- TASK DIRECTIONS -
The required result is each line of the entries below containing the string "through".

[THE DATA — start]

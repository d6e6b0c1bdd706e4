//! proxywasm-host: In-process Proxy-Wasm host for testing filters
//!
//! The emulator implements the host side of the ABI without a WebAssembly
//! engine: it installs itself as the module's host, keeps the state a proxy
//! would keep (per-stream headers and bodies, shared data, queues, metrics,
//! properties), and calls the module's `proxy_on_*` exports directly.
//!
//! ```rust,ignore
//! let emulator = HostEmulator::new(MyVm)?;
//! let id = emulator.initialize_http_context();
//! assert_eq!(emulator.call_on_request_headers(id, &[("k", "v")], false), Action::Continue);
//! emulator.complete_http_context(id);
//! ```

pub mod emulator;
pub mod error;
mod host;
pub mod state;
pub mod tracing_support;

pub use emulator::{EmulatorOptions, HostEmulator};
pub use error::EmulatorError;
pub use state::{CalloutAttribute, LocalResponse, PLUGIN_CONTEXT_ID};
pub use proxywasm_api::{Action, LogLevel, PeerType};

[THE DATA — finish]
[THE DATA — start]

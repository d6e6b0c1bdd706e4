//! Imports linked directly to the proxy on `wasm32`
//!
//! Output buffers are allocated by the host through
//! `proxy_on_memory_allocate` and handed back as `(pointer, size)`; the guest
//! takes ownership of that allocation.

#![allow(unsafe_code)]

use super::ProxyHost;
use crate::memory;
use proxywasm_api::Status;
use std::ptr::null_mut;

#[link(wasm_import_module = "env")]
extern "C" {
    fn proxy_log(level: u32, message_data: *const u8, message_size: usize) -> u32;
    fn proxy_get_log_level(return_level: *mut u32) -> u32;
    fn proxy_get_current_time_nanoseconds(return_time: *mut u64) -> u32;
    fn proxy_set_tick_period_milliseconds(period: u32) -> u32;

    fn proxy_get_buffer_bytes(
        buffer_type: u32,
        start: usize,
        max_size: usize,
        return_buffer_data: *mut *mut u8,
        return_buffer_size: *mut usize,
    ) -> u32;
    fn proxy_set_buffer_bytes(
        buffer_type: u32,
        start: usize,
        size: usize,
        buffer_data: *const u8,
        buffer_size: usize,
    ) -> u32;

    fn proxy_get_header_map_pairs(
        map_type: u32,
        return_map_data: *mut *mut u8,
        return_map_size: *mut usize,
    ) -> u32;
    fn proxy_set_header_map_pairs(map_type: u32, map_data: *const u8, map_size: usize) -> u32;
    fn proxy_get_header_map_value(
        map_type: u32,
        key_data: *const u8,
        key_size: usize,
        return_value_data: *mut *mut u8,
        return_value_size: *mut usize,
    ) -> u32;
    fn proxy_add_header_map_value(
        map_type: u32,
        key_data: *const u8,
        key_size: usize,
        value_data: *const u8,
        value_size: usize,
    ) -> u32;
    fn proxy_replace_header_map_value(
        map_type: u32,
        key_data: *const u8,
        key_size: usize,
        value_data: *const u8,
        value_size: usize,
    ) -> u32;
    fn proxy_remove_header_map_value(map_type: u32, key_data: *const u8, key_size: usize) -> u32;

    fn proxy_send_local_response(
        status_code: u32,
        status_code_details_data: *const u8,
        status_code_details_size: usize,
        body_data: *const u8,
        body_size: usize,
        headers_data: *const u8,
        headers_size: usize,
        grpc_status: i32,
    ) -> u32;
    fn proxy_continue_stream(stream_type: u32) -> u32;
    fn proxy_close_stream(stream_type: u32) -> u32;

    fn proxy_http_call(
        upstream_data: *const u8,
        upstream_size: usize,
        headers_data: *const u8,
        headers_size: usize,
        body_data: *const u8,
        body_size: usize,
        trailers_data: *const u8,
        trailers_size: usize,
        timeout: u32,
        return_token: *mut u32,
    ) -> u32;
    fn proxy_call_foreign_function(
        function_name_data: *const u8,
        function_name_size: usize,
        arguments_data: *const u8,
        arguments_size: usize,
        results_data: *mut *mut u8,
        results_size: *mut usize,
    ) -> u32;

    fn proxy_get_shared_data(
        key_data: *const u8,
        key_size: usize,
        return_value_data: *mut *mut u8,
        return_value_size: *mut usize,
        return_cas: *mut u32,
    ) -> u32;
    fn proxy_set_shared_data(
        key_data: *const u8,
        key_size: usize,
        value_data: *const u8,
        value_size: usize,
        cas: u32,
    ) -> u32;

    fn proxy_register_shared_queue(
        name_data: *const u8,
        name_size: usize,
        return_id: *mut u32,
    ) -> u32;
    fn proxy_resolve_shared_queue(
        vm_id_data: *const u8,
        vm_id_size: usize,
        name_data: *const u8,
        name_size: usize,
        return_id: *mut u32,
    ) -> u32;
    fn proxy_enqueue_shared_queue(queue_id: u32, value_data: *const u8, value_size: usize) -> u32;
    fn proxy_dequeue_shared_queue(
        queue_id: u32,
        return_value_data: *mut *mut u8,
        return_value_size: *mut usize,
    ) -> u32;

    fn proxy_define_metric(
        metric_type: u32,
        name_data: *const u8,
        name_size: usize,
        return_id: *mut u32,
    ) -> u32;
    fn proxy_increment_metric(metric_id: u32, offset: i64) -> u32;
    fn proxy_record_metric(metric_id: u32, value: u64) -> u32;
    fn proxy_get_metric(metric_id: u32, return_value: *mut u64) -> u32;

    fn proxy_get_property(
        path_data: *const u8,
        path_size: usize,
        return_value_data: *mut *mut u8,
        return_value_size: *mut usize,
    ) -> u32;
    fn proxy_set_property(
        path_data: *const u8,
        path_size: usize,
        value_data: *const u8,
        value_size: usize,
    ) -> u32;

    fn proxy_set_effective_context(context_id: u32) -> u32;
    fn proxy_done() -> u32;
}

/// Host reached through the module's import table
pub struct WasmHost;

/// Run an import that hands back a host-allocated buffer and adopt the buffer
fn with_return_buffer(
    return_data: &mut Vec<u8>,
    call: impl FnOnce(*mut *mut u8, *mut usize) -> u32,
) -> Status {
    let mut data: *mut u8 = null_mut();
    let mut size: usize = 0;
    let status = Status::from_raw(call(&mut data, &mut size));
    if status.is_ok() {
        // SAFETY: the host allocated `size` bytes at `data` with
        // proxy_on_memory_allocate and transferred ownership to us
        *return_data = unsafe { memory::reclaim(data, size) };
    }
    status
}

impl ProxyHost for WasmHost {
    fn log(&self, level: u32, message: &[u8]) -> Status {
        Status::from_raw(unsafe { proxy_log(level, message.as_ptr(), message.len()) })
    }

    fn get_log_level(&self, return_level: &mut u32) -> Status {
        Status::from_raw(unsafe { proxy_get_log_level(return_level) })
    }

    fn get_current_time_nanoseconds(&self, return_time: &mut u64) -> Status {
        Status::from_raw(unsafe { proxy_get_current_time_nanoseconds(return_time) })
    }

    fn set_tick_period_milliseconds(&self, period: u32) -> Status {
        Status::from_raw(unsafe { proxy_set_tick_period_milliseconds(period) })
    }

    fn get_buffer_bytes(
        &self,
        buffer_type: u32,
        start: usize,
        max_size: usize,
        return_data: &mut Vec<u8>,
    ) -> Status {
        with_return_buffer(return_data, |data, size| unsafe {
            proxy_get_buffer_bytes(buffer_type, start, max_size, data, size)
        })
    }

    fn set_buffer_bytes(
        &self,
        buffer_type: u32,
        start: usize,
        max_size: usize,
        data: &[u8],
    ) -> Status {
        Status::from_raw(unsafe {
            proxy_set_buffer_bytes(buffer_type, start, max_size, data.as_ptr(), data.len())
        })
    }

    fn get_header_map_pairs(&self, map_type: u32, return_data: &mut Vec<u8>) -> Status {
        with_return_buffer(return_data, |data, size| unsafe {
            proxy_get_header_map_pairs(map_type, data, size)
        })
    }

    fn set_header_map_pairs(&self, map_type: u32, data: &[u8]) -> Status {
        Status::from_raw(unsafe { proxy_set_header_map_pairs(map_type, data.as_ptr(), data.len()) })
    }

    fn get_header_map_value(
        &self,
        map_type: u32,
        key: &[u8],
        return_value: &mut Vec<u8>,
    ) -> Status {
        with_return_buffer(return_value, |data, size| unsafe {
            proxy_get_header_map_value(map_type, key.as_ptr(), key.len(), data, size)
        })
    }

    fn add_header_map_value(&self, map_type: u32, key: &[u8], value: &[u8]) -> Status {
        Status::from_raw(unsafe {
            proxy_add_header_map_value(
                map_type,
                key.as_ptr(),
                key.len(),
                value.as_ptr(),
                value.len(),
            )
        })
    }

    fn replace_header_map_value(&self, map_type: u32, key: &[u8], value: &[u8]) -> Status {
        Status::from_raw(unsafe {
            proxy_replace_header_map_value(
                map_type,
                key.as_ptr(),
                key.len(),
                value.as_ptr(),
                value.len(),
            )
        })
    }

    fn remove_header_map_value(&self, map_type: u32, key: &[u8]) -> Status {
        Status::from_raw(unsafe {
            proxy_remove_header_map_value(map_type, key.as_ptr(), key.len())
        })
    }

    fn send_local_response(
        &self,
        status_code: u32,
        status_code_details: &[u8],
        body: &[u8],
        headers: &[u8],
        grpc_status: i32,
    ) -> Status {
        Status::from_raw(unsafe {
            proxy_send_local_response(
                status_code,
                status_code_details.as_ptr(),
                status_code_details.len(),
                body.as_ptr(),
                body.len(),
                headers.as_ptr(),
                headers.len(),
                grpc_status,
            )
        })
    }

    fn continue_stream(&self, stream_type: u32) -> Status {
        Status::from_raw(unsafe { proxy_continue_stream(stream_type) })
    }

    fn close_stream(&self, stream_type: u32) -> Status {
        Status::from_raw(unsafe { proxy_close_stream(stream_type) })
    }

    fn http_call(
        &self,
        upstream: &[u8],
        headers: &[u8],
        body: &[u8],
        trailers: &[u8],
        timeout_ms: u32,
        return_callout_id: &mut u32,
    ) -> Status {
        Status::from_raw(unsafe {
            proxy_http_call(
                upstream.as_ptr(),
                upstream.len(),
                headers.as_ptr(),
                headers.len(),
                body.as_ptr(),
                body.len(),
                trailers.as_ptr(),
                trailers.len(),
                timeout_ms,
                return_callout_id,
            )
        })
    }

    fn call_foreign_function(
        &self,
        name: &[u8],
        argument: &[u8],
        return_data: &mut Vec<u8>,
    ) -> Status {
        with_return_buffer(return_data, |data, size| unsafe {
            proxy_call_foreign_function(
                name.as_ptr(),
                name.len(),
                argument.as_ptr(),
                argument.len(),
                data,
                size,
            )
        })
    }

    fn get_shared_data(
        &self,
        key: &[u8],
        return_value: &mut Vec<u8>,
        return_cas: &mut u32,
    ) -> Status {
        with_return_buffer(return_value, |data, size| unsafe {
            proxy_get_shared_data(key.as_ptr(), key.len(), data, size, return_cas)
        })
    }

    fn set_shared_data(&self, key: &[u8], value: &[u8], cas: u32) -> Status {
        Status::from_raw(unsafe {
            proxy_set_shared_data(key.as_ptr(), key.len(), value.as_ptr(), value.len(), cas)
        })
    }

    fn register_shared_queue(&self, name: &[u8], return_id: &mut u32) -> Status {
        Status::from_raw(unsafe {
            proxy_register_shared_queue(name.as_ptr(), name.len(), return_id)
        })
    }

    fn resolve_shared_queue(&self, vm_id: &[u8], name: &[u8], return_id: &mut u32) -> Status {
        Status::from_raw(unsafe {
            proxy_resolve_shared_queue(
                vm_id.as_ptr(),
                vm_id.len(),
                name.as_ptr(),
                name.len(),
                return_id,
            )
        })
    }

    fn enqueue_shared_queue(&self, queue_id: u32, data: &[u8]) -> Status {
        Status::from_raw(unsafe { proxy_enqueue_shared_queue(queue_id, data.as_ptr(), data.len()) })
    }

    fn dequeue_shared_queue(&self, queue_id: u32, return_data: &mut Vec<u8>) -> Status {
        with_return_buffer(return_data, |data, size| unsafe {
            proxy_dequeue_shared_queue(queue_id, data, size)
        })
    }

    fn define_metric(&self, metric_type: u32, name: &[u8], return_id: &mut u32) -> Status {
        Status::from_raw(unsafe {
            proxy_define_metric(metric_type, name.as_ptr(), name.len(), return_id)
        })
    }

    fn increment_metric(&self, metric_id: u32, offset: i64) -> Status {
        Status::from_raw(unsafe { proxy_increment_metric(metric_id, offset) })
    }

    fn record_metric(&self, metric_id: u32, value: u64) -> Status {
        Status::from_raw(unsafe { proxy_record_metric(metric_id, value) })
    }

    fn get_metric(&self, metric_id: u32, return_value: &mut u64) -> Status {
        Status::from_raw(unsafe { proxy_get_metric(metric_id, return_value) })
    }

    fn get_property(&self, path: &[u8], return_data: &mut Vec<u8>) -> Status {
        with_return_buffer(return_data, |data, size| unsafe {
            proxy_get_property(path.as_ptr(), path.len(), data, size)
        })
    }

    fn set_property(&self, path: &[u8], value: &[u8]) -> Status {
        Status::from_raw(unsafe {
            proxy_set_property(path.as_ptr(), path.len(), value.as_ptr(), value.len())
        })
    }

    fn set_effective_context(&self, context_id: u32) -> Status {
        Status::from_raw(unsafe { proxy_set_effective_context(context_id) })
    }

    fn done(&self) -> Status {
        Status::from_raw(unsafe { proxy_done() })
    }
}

[THE DATA — finish]

- EXERCISE OUTPUT -
//! Output buffers are allocated by the host through
/// Host reached through the module's import table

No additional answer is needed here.